Republicans are making a show of criticizing the Trump aide who attacked John McCain. But the GOP is nowhere to be found when Trump denigrates the military and veterans.

Republicans are making a big public show of criticizing a White House aide for insulting John McCain’s health. But in reality, they aren’t doing anything about it — and have given Trump a pass on denigrating the armed services throughout his time in office.

White House special assistant Kelly Sadler said that McCain’s opposition to Gina Haspel’s nomination to run the CIA didn’t matter because “he’s dying anyway.”

Since then, the callous comment made about McCain, who is suffering from brain cancer, has been widely condemned.

Former Vice President Joe Biden said the comment showed that “decency” at the White House had hit “rock bottom.”

Republicans have jumped to “defend” McCain too, but they have been far more tepid on the Trump White House and its inaction on Sadler’s attack.

GOP senators have not called for Sadler’s firing or for Trump to account for how his top-level staff members are behaving.

Senate Majority Leader Mitch McConnell praised McCain on Twitter and on the Senate floor, asserting that he is a “hero,” but stopped short of calling out to Sadler or the Trump administration.

Sen. John Cornyn (R-TX) merely asked for “an apology” from “the person who said that really dumb thing.” Sen. John Thune referred to “an unfortunate circumstance,” while Sen. Joni Ernst (R-IA) said, “despite any differences [McCain] should be treated with respect.”

Sen. John Kennedy (R-LA) said the comment was “a bad decision,” while Sen. Orrin Hatch (R-UT) said, “If it hurt his feelings they ought to apologize.”

Even in defense of one of their own allies, Republicans have let the Trump White House off the hook. Instead, Trump and his acolytes have been far more concerned that details of the internal meeting leaked than they have been about a crude attack on a veteran and senator.

Trump has made attacks on military service and veterans a hallmark of his time in the political arena. His first such salvo was his statement that McCain wasn’t a hero despite his years in a Vietnamese prison camp because “I like people who weren’t captured.” Republicans rewarded him with their party nomination not long after.

Since then, Trump has presided over botched military operations in Niger and Yemen — that have not prompted Benghazi-style hearings from congressional Republicans, despite the loss of multiple lives.

Republicans seemed to have no problem when Trump pushed to cut assistance to veterans, allowed payday lenders to target veterans, and as he continues to advocate for privatizing veterans’ care.

When Trump joked with his phone friend Sean Hannity while fallen soldiers were honored on a military base, there was no outcry from the Republican Party. And no one said anything when Trump attacked three war heroes at the recent NRA convention.

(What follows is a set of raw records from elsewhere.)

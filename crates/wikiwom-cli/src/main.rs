//! wikiwom - inspect and edit wikitext pages through the Wiki Object Model

use std::fs;
use std::path::{Path, PathBuf};

use anyhow::{Context, Result, bail};
use clap::{Parser, Subcommand};
use wikiwom_config::WikiConfig;
use wikiwom_engine::{BuildOptions, UnsupportedElements, WomDocument};

#[derive(Parser)]
#[command(name = "wikiwom")]
#[command(version, about = "Inspect and edit wikitext pages", long_about = None)]
#[command(after_help = "EXAMPLES:
    wikiwom dump Page.wiki                       Show the object model
    wikiwom category rename Page.wiki Foo Bar    Rename a category
    wikiwom set-attr Page.wiki i 0 style color:red --write")]
struct Cli {
    /// Namespace configuration (defaults to ~/.config/wikiwom/config.toml)
    #[arg(long, global = true, value_name = "PATH")]
    config: Option<PathBuf>,

    /// Page title (defaults to the file name)
    #[arg(long, global = true)]
    title: Option<String>,

    /// Keep unsupported XML elements instead of rejecting the page
    #[arg(long, global = true)]
    preserve_unknown: bool,

    /// Write edits back to the file instead of printing them
    #[arg(short, long, global = true)]
    write: bool,

    #[command(subcommand)]
    command: Command,
}

#[derive(Subcommand)]
enum Command {
    /// Parse the page and print it back
    Print { file: PathBuf },
    /// Show the object model as an indented outline
    Dump { file: PathBuf },
    /// List, add, rename or remove categories
    #[command(subcommand)]
    Category(CategoryCommand),
    /// Set an attribute on the n-th element with the given name
    SetAttr {
        file: PathBuf,
        element: String,
        index: usize,
        name: String,
        value: String,
    },
    /// Remove an attribute from the n-th element with the given name
    RemoveAttr {
        file: PathBuf,
        element: String,
        index: usize,
        name: String,
    },
}

#[derive(Subcommand)]
enum CategoryCommand {
    List { file: PathBuf },
    Add { file: PathBuf, name: String },
    Rename { file: PathBuf, old: String, new: String },
    Remove { file: PathBuf, name: String },
}

fn main() -> Result<()> {
    env_logger::Builder::from_default_env()
        .filter_level(log::LevelFilter::Info)
        .init();

    let cli = Cli::parse();
    let config = load_config(cli.config.as_deref())?;
    let options = BuildOptions {
        unsupported_elements: if cli.preserve_unknown {
            UnsupportedElements::Preserve
        } else {
            UnsupportedElements::Fail
        },
    };
    let page = PageFile {
        config,
        options,
        title: cli.title,
        write: cli.write,
    };

    match cli.command {
        Command::Print { file } => {
            let doc = page.open(&file)?;
            print!("{}", doc.to_wikitext()?);
        }
        Command::Dump { file } => {
            let doc = page.open(&file)?;
            print!("{}", doc.dump());
        }
        Command::Category(CategoryCommand::List { file }) => {
            let doc = page.open(&file)?;
            for id in doc.categories() {
                println!("{}", doc.category_name(id)?);
            }
        }
        Command::Category(CategoryCommand::Add { file, name }) => {
            let mut doc = page.open(&file)?;
            doc.add_category(&name)
                .with_context(|| format!("Failed to add category `{name}`"))?;
            page.save(&file, &doc)?;
        }
        Command::Category(CategoryCommand::Rename { file, old, new }) => {
            let mut doc = page.open(&file)?;
            doc.rename_category(&old, &new)
                .with_context(|| format!("Failed to rename category `{old}` to `{new}`"))?;
            page.save(&file, &doc)?;
        }
        Command::Category(CategoryCommand::Remove { file, name }) => {
            let mut doc = page.open(&file)?;
            doc.remove_category(&name)
                .with_context(|| format!("Failed to remove category `{name}`"))?;
            page.save(&file, &doc)?;
        }
        Command::SetAttr {
            file,
            element,
            index,
            name,
            value,
        } => {
            let mut doc = page.open(&file)?;
            let id = nth_element(&doc, &element, index)?;
            doc.set_attribute(id, &name, &value)
                .with_context(|| format!("Failed to set `{name}` on {element} #{index}"))?;
            page.save(&file, &doc)?;
        }
        Command::RemoveAttr {
            file,
            element,
            index,
            name,
        } => {
            let mut doc = page.open(&file)?;
            let id = nth_element(&doc, &element, index)?;
            doc.remove_attribute(id, &name)
                .with_context(|| format!("Failed to remove `{name}` from {element} #{index}"))?;
            page.save(&file, &doc)?;
        }
    }
    Ok(())
}

fn load_config(path: Option<&Path>) -> Result<WikiConfig> {
    let loaded = match path {
        Some(path) => {
            let config = WikiConfig::load_from_path(path)?;
            if config.is_none() {
                bail!("Config file {} does not exist", path.display());
            }
            config
        }
        None => WikiConfig::load()?,
    };
    match loaded {
        Some(config) => Ok(config),
        None => {
            log::debug!(
                "No config at {}, using default namespaces",
                WikiConfig::config_path().display()
            );
            Ok(WikiConfig::default())
        }
    }
}

fn nth_element(doc: &WomDocument, name: &str, index: usize) -> Result<wikiwom_engine::WomId> {
    let found = doc.elements_by_name(name)?;
    match found.get(index) {
        Some(id) => Ok(*id),
        None => bail!(
            "No {name} element #{index}; the page has {} of them",
            found.len()
        ),
    }
}

struct PageFile {
    config: WikiConfig,
    options: BuildOptions,
    title: Option<String>,
    write: bool,
}

impl PageFile {
    fn open(&self, file: &Path) -> Result<WomDocument> {
        let text = fs::read_to_string(file)
            .with_context(|| format!("Failed to read {}", file.display()))?;
        let title = match &self.title {
            Some(title) => title.clone(),
            None => title_from_path(file)?,
        };
        let ast = wikiwom_syntax::parse(&text);
        let doc = WomDocument::from_ast_with(ast, self.config.clone(), &title, &self.options)
            .with_context(|| format!("Failed to build the object model of {}", file.display()))?;
        log::info!(
            "Loaded `{title}` with {} categories",
            doc.categories().len()
        );
        Ok(doc)
    }

    fn save(&self, file: &Path, doc: &WomDocument) -> Result<()> {
        let text = doc.to_wikitext()?;
        if self.write {
            fs::write(file, text).with_context(|| format!("Failed to write {}", file.display()))?;
            log::info!("Saved {}", file.display());
        } else {
            print!("{text}");
        }
        Ok(())
    }
}

/// `Main_Page.wiki` is the page `Main Page`.
fn title_from_path(file: &Path) -> Result<String> {
    let stem = file
        .file_stem()
        .and_then(|stem| stem.to_str())
        .with_context(|| format!("Cannot derive a page title from {}", file.display()))?;
    Ok(stem.replace('_', " "))
}
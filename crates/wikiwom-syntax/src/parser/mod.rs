//! # Parser - Building the AST From Tokens
//!
//! A recursive-descent parser over the token stream produced by
//! [`lex`](crate::lexer::lex). It builds nodes directly into an [`Ast`]
//! arena and records the exact source glue of every construct as round-trip
//! data, so printing an unedited parse reproduces the input byte for byte.
//!
//! ## Context Stack
//!
//! Inline constructs nest (`''a '''b''' c''`, `<b>[[x|''y'']]</b>`). The
//! parser keeps a stack of open constructs; an inline run stops at any token
//! that would close one of them, and the construct that owns it consumes the
//! closer. A construct that never sees its closer is still produced, with an
//! empty closing glue slot, so nothing is lost.
//!
//! ## Module Structure
//!
//! - [`block`] - page-level structure: paragraphs, rules, block tags
//! - [`inline`] - emphasis, links, tags, comments, references
//! - [`tag`] - source-level scanners for `<tag ...>` and `</tag>`

mod block;
mod inline;
pub mod tag;

use crate::ast::{Ast, NodeId, NodeKind};
use crate::lexer::{Token, TokenKind, lex};
use crate::rtd::RtData;

/// Parse wikitext into an AST arena.
///
/// ```
/// use wikiwom_syntax::{parse, printer::print_document};
///
/// let input = "Hello '''world'''\n\n----\n";
/// let ast = parse(input);
/// assert_eq!(print_document(&ast).unwrap(), input);
/// ```
pub fn parse(input: &str) -> Ast {
    let tokens = lex(input);
    let mut parser = Parser::new(input, &tokens);
    block::document(&mut parser);
    parser.ast
}

/// A construct whose closer has not been seen yet.
#[derive(Debug, Clone, PartialEq, Eq)]
pub(crate) enum Open {
    Bold,
    Italics,
    LinkTitle,
    /// Lower-cased tag name
    Tag(String),
}

/// The parser state machine.
///
/// Grammar functions receive `&mut Parser` and use its methods to inspect
/// tokens (`current()`, `nth()`, `at()`, `at_end()`), consume them (`bump()`,
/// `skip_to()`) and allocate nodes (`leaf()`, `node()`).
pub(crate) struct Parser<'t, 'input> {
    source: &'input str,
    tokens: &'t [Token<'input>],
    pos: usize,
    pub(crate) ast: Ast,
    pub(crate) open: Vec<Open>,
}

impl<'t, 'input> Parser<'t, 'input> {
    pub(crate) fn new(source: &'input str, tokens: &'t [Token<'input>]) -> Self {
        Self {
            source,
            tokens,
            pos: 0,
            ast: Ast::new(),
            open: Vec::new(),
        }
    }

    pub(crate) fn source(&self) -> &'input str {
        self.source
    }

    /// Current token kind, or `None` at end of input.
    pub(crate) fn current(&self) -> Option<TokenKind> {
        self.nth(0)
    }

    /// Look ahead n tokens.
    pub(crate) fn nth(&self, n: usize) -> Option<TokenKind> {
        self.tokens.get(self.pos + n).map(|t| t.kind)
    }

    /// Byte offset of the token n ahead, or the source length past the end.
    pub(crate) fn nth_offset(&self, n: usize) -> usize {
        self.tokens
            .get(self.pos + n)
            .map(|t| t.offset)
            .unwrap_or(self.source.len())
    }

    pub(crate) fn offset(&self) -> usize {
        self.nth_offset(0)
    }

    pub(crate) fn at(&self, kind: TokenKind) -> bool {
        self.current() == Some(kind)
    }

    pub(crate) fn at_end(&self) -> bool {
        self.pos >= self.tokens.len()
    }

    /// Consume the current token, returning its text.
    pub(crate) fn bump(&mut self) -> &'input str {
        match self.tokens.get(self.pos) {
            Some(token) => {
                self.pos += 1;
                token.text
            }
            None => "",
        }
    }

    /// Consume every token that starts before `offset`.
    pub(crate) fn skip_to(&mut self, offset: usize) {
        while self.tokens.get(self.pos).is_some_and(|t| t.offset < offset) {
            self.pos += 1;
        }
    }

    /// Check if we're at the start of a line (after newline or at start).
    pub(crate) fn at_line_start(&self) -> bool {
        self.pos == 0
            || self
                .tokens
                .get(self.pos - 1)
                .is_some_and(|t| t.kind == TokenKind::Newline)
    }

    /// Index (relative to the current position) of the first `kind` token
    /// before the next newline.
    pub(crate) fn find_on_line(&self, kind: TokenKind) -> Option<usize> {
        self.tokens[self.pos.min(self.tokens.len())..]
            .iter()
            .take_while(|t| t.kind != TokenKind::Newline)
            .position(|t| t.kind == kind)
    }

    /// Allocate a parsed node with its glue.
    pub(crate) fn node<const N: usize>(&mut self, kind: NodeKind, glue: [&str; N]) -> NodeId {
        debug_assert_eq!(kind.child_count() + 1, N);
        self.ast.push_parsed(kind, RtData::from_slots(glue))
    }

    /// Allocate a parsed leaf whose only glue is its raw source text.
    pub(crate) fn leaf(&mut self, kind: NodeKind, raw: &str) -> NodeId {
        self.node(kind, [raw])
    }

    pub(crate) fn is_open(&self, open: &Open) -> bool {
        self.open.contains(open)
    }
}

/// Accumulates the items of an inline run, merging adjacent text.
#[derive(Default)]
pub(crate) struct Run {
    items: Vec<NodeId>,
    text: String,
}

impl Run {
    pub(crate) fn text(&mut self, text: &str) {
        self.text.push_str(text);
    }

    pub(crate) fn push(&mut self, ast: &mut Ast, node: NodeId) {
        self.flush(ast);
        self.items.push(node);
    }

    fn flush(&mut self, ast: &mut Ast) {
        if !self.text.is_empty() {
            let text = std::mem::take(&mut self.text);
            self.items.push(ast.alloc(NodeKind::Text(text)));
        }
    }

    pub(crate) fn finish(mut self, ast: &mut Ast) -> Vec<NodeId> {
        self.flush(ast);
        self.items
    }
}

As has often been the case, Republicans will make public grumblings about the current administration, but real opposition never comes. In a normal situation, a comment like Sadler’s would have ended a political career.

Republican objections to the Trump team’s gutter-dwelling attack on McCain’s is part of a show — a lot of harrumphing while doing nothing, and continuing to prop up a presidency that openly wears its contempt for the military on its shoulder.